In Italia abbiamo avuto la peggiore contro-riforma pensionistica
d’Europa, che ha portato i lavoratori e le lavoratrici del nostro paese a
dover andare in pensione ben oltre i 67 anni (in prospettiva ben oltre i
70 anni) e con un sistema totalmente contributivo che determinerà
pensioni da fame.
Se non bastasse, il tavolo avviato ieri tra governo e parti sociali
ha annunciato l’ipotesi che chi dovesse optare per l’uscita anticipata
dovrà farlo con un “prestito” con le banche, da rimborsare in 20 anni.

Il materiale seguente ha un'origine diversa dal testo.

//! Configuration file handling.
//!
//! This module provides loading and saving of pkgrisk configuration
//! from a TOML file.
//!
//! # Configuration Location
//!
//! The configuration file is stored at:
//! - Linux: `~/.config/pkgrisk/config.toml`
//! - macOS: `~/Library/Application Support/pkgrisk/config.toml`
//! - Windows: `%APPDATA%\pkgrisk\config.toml`
//!
//! # Example Configuration
//!
//! ```toml
//! default_format = "table"
//! source_timeout_secs = 10
//! merge_policy = "prefer-higher-severity"
//!
//! [narrative]
//! max_retries = 2
//! retry_delay_ms = 1000
//!
//! [weights.scripts]
//! postinstall = 25
//! ```

use anyhow::{Context, Result};
use serde::{Deserialize, Serialize};
use std::fs;
use std::path::{Path, PathBuf};
use std::time::Duration;

use crate::advisory::{MergePolicy, GITHUB_API_URL, OSV_API_URL};
use crate::error::ConfigError;
use crate::narrative::RetryPolicy;
use crate::scoring::{WeightedModel, Weights};

/// Application configuration.
///
/// Every field has a default, so a partial file only overrides what it names.
///
/// # Example
///
/// ```no_run
/// use pkgrisk::Config;
///
/// // Load from file (or use defaults if file doesn't exist)
/// let config = Config::load().unwrap();
///
/// println!("Source timeout: {}s", config.source_timeout_secs);
/// ```
#[derive(Debug, Clone, PartialEq, Serialize, Deserialize)]
#[serde(default)]
pub struct Config {
    /// Default output format when no `--format` flag is provided.
    ///
    /// Valid values: "table", "json"
    /// Default: "table"
    pub default_format: String,

    /// Base URL of the GitHub REST API.
    pub github_api_url: String,

    /// Base URL of the OSV API.
    pub osv_api_url: String,

    /// Time budget for each vulnerability source, in seconds.
    ///
    /// A source that exceeds it is treated as unavailable.
    /// Default: 10
    pub source_timeout_secs: u64,

    /// How duplicate advisories from different sources are merged.
    ///
    /// Default: "prefer-higher-severity"
    pub merge_policy: MergePolicy,

    /// Narrative generation retry settings.
    pub narrative: NarrativeConfig,

    /// Scoring weight table.
    pub weights: Weights,
}

#[derive(Debug, Clone, PartialEq, Eq, Serialize, Deserialize)]
#[serde(default)]
pub struct NarrativeConfig {
    /// Attempts after the first one.
    pub max_retries: u32,
    pub retry_delay_ms: u64,
    pub attempt_timeout_secs: u64,
}

impl Default for NarrativeConfig {
    fn default() -> Self {
        let policy = RetryPolicy::default();
        Self {
            max_retries: policy.max_retries,
            retry_delay_ms: policy.retry_delay.as_millis() as u64,
            attempt_timeout_secs: policy.attempt_timeout.as_secs(),
        }
    }
}

impl From<&NarrativeConfig> for RetryPolicy {
    fn from(config: &NarrativeConfig) -> Self {
        RetryPolicy {
            max_retries: config.max_retries,
            retry_delay: Duration::from_millis(config.retry_delay_ms),
            attempt_timeout: Duration::from_secs(config.attempt_timeout_secs),
        }
    }
}

impl Default for Config {
    fn default() -> Self {
        Self {
            default_format: "table".to_string(),
            github_api_url: GITHUB_API_URL.to_string(),
            osv_api_url: OSV_API_URL.to_string(),
            source_timeout_secs: 10,
            merge_policy: MergePolicy::default(),
            narrative: NarrativeConfig::default(),
            weights: Weights::default(),
        }
    }
}

impl Config {
    /// Loads configuration from the config file.
    ///
    /// If the config file doesn't exist, returns default configuration.
    ///
    /// # Errors
    ///
    /// Returns an error if the config file exists but cannot be read or parsed.
    pub fn load() -> Result<Self> {
        Self::load_from(&Self::config_path())
    }

    /// Loads configuration from `path`, falling back to defaults when the
    /// file is absent.
    pub fn load_from(path: &Path) -> Result<Self> {
        if !path.exists() {
            return Ok(Self::default());
        }

        let content = fs::read_to_string(path)
            .with_context(|| format!("failed to read config {}", path.display()))?;
        let config: Config = toml::from_str(&content)
            .with_context(|| format!("failed to parse config {}", path.display()))?;
        Ok(config)
    }

    /// Saves the configuration to the config file.
    ///
    /// Creates the parent directory if it doesn't exist.
    pub fn save(&self) -> Result<()> {
        self.save_to(&Self::config_path())
    }

    pub fn save_to(&self, path: &Path) -> Result<()> {
        if let Some(parent) = path.parent() {
            if !parent.exists() {
                fs::create_dir_all(parent)?;
            }
        }

        let content = toml::to_string_pretty(self)?;
        fs::write(path, content)?;
        Ok(())
    }

    /// Returns the path to the configuration file.
    ///
    /// # Example
    ///
    /// ```
    /// use pkgrisk::Config;
    ///
    /// let path = Config::config_path();
    /// assert!(path.ends_with("pkgrisk/config.toml"));
    /// ```
    pub fn config_path() -> PathBuf {
        dirs::config_dir()
            .unwrap_or_else(|| PathBuf::from("."))
            .join("pkgrisk")
            .join("config.toml")
    }

    /// Generates a string containing the default configuration.
    pub fn generate_default_config() -> String {
        let config = Config::default();
        toml::to_string_pretty(&config).unwrap_or_default()
    }

    /// Checks values that parse but cannot be used.
    pub fn validate(&self) -> Result<(), ConfigError> {
        if !matches!(self.default_format.to_lowercase().as_str(), "table" | "json") {
            return Err(ConfigError::InvalidValue {
                field: "default_format",
                reason: format!("unknown format '{}'", self.default_format),
            });
        }

        for (field, url) in [
            ("github_api_url", &self.github_api_url),
            ("osv_api_url", &self.osv_api_url),
        ] {
            if !(url.starts_with("http://") || url.starts_with("https://")) {
                return Err(ConfigError::InvalidValue {
                    field,
                    reason: format!("'{}' is not an http(s) URL", url),
                });
            }
        }

        if self.source_timeout_secs == 0 {
            return Err(ConfigError::InvalidValue {
                field: "source_timeout_secs",
                reason: "must be at least 1".to_string(),
            });
        }

        if self.narrative.attempt_timeout_secs == 0 {
            return Err(ConfigError::InvalidValue {
                field: "narrative.attempt_timeout_secs",
                reason: "must be at least 1".to_string(),
            });
        }

        self.weights.validate()
    }

    pub fn source_timeout(&self) -> Duration {
        Duration::from_secs(self.source_timeout_secs)
    }

    pub fn retry_policy(&self) -> RetryPolicy {
        RetryPolicy::from(&self.narrative)
    }

    /// Builds the risk model from the configured weights.
    pub fn risk_model(&self) -> Result<WeightedModel, ConfigError> {
        WeightedModel::new(self.weights.clone())
    }
}
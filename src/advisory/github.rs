use anyhow::{bail, Context, Result};
use async_trait::async_trait;
use serde::{Deserialize, Serialize};
use serde_json::Value;
use std::time::Duration;
use tracing::{debug, instrument};

use super::{
    decode_each, expect_array, non_empty, package_names_match, parse_timestamp,
    truncate_description, AdvisoryProvider, RawAdvisory,
};
use crate::model::{PackageSpec, Severity, VersionSelector, VulnSource, VulnerabilityRecord};

pub const GITHUB_API_URL: &str = "https://api.github.com";

const USER_AGENT: &str = concat!("pkgrisk/", env!("CARGO_PKG_VERSION"));

/// One item of the GitHub global advisory API response.
#[derive(Debug, Clone, Default, PartialEq, Serialize, Deserialize)]
#[serde(default)]
pub struct GithubAdvisory {
    pub ghsa_id: Option<String>,
    pub cve_id: Option<String>,
    pub summary: Option<String>,
    pub description: Option<String>,
    pub severity: Option<String>,
    pub html_url: Option<String>,
    pub published_at: Option<String>,
    pub vulnerabilities: Option<Vec<GithubVulnerability>>,
}

#[derive(Debug, Clone, Default, PartialEq, Serialize, Deserialize)]
#[serde(default)]
pub struct GithubVulnerability {
    pub package: Option<GithubPackage>,
    pub vulnerable_version_range: Option<String>,
}

#[derive(Debug, Clone, Default, PartialEq, Serialize, Deserialize)]
#[serde(default)]
pub struct GithubPackage {
    pub ecosystem: Option<String>,
    pub name: Option<String>,
}

impl GithubAdvisory {
    pub(super) fn normalize(&self, package: &str) -> Option<VulnerabilityRecord> {
        let id = non_empty(self.ghsa_id.as_deref()).or(non_empty(self.cve_id.as_deref()))?;

        let matching: Vec<&GithubVulnerability> = self
            .vulnerabilities
            .iter()
            .flatten()
            .filter(|v| {
                v.package
                    .as_ref()
                    .and_then(|p| p.name.as_deref())
                    .map(|name| package_names_match(name, package))
                    .unwrap_or(false)
            })
            .collect();

        if matching.is_empty() {
            return None;
        }

        let summary = non_empty(self.summary.as_deref());
        let description = non_empty(self.description.as_deref()).or(summary).unwrap_or_default();

        Some(VulnerabilityRecord {
            id: id.to_string(),
            title: summary
                .map(str::to_string)
                .unwrap_or_else(|| format!("Vulnerability {}", id)),
            severity: self
                .severity
                .as_deref()
                .map(Severity::from_label)
                .unwrap_or(Severity::Unknown),
            description: truncate_description(description),
            url: non_empty(self.html_url.as_deref())
                .map(str::to_string)
                .unwrap_or_else(|| format!("https://github.com/advisories/{}", id)),
            published_at: parse_timestamp(self.published_at.as_deref()),
            source: VulnSource::Github,
            affected_version_ranges: matching
                .into_iter()
                .filter_map(|v| non_empty(v.vulnerable_version_range.as_deref()))
                .map(str::to_string)
                .collect(),
        })
    }
}

pub(super) fn parse_github_response(json: Value) -> Result<Vec<RawAdvisory>> {
    let items = expect_array(json, "advisory API response")?;
    Ok(decode_each(items, VulnSource::Github)
        .into_iter()
        .map(RawAdvisory::Github)
        .collect())
}

/// Queries the GitHub global security advisory database.
pub struct GithubAdvisoryProvider {
    client: reqwest::Client,
    base_url: String,
    token: Option<String>,
}

impl GithubAdvisoryProvider {
    pub fn new(base_url: impl Into<String>, token: Option<String>, timeout: Duration) -> Result<Self> {
        let client = reqwest::Client::builder()
            .user_agent(USER_AGENT)
            .timeout(timeout)
            .build()
            .context("failed to build HTTP client")?;

        Ok(Self {
            client,
            base_url: base_url.into().trim_end_matches('/').to_string(),
            token: token.filter(|t| !t.trim().is_empty()),
        })
    }

    pub fn has_token(&self) -> bool {
        self.token.is_some()
    }

    fn affects(package: &PackageSpec) -> String {
        match &package.version {
            VersionSelector::Exact(version) => format!("{}@{}", package.name, version),
            VersionSelector::Tag(_) => package.name.clone(),
        }
    }
}

#[async_trait]
impl AdvisoryProvider for GithubAdvisoryProvider {
    fn name(&self) -> &str {
        "GitHub Advisories"
    }

    fn source(&self) -> VulnSource {
        VulnSource::Github
    }

    #[instrument(skip(self), fields(package = %package))]
    async fn fetch(&self, package: &PackageSpec) -> Result<Vec<RawAdvisory>> {
        let affects = Self::affects(package);
        let mut request = self
            .client
            .get(format!("{}/advisories", self.base_url))
            .query(&[("ecosystem", "npm"), ("affects", affects.as_str()), ("per_page", "100")])
            .header("Accept", "application/vnd.github+json");

        if let Some(token) = &self.token {
            request = request.bearer_auth(token);
        }

        let response = request
            .send()
            .await
            .with_context(|| format!("failed to query GitHub advisories for {}", package))?;

        let status = response.status();
        if !status.is_success() {
            bail!("GitHub advisory API returned HTTP {} for {}", status, package);
        }

        let json: Value = response
            .json()
            .await
            .context("failed to parse GitHub advisory response")?;

        let advisories = parse_github_response(json)?;
        debug!(count = advisories.len(), "GitHub advisories received");
        Ok(advisories)
    }
}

Se passasse questa misura, come si legge dai giornali, i nati tra il
1951 e il 1955 potrebbero avere uno “sconto di pena” di 3 anni,
attraverso una sorta di mutuo che costerebbe però fino al 15%
sull’assegno di pensione.
Oltre al danno la beffa! Prima allungano oltre ogni possibilità l’età
pensionabile, poi bontà loro ti permettono di uscire prima, ma
riducendone ancora il valore e consegnandoti nelle mani delle banche.
Così, si rende la legge Fornero soltanto più “sostenibile” per le
imprese, che hanno tutto l’interesse a espellere dal processo
produttivo, dopo una certa età, lavoratori e lavoratrici poco
“produttivi”, facendone pagare il prezzo a quegli stessi lavoratori e
lavoratrici. Per di più passando attraverso le banche, e così
arricchendole in un momento per loro di crisi dei bilanci (per i
miliardi di investimenti e di prestiti in sofferenza, che hanno
alimentato enormi speculazioni finanziarie o sono stati distribuiti ad
amici e consorterie), dopo che la stessa contro-riforma ha cancellato la
mobilità, spesso usata dalle imprese proprio come accompagnamento alla
pensione.
Dopo le misere 3 ore di sciopero nel 2011, quando la riforma Fornero
fu approvata dal governo Monti, negli attivi unitari interregionali di
dicembre, la CGIL aveva promesso che sulle pensioni avrebbe riaperto un
fronte di mobilitazione. Non ci abbiamo mai creduto, ma comunque anche i
buoni propositi sembrano già finiti! La nota della CGIL sull’incontro
di ieri si spinge fino a dire che “c’è qualche novità positiva”!
Il confronto proseguirà il 23, il 28 e il 30 giugno. Viene proprio il
dubbio che di “positivo” possa esserci soltanto la convocazione di un
tavolo, cioè l’aspirazione della CGIL (mai superata) di fare
concertazione. Anche quando la contropartita è tutta a perdere per i
lavoratori e le lavoratrici e si continua a regalare pace sociale in
cambio di niente. Non fosse poi del tutto evidente che è il Governo
stesso che non vuole davvero la concertazione!
Una linea così da parte della CGIL è inconcludente e destinata soltanto a fallire.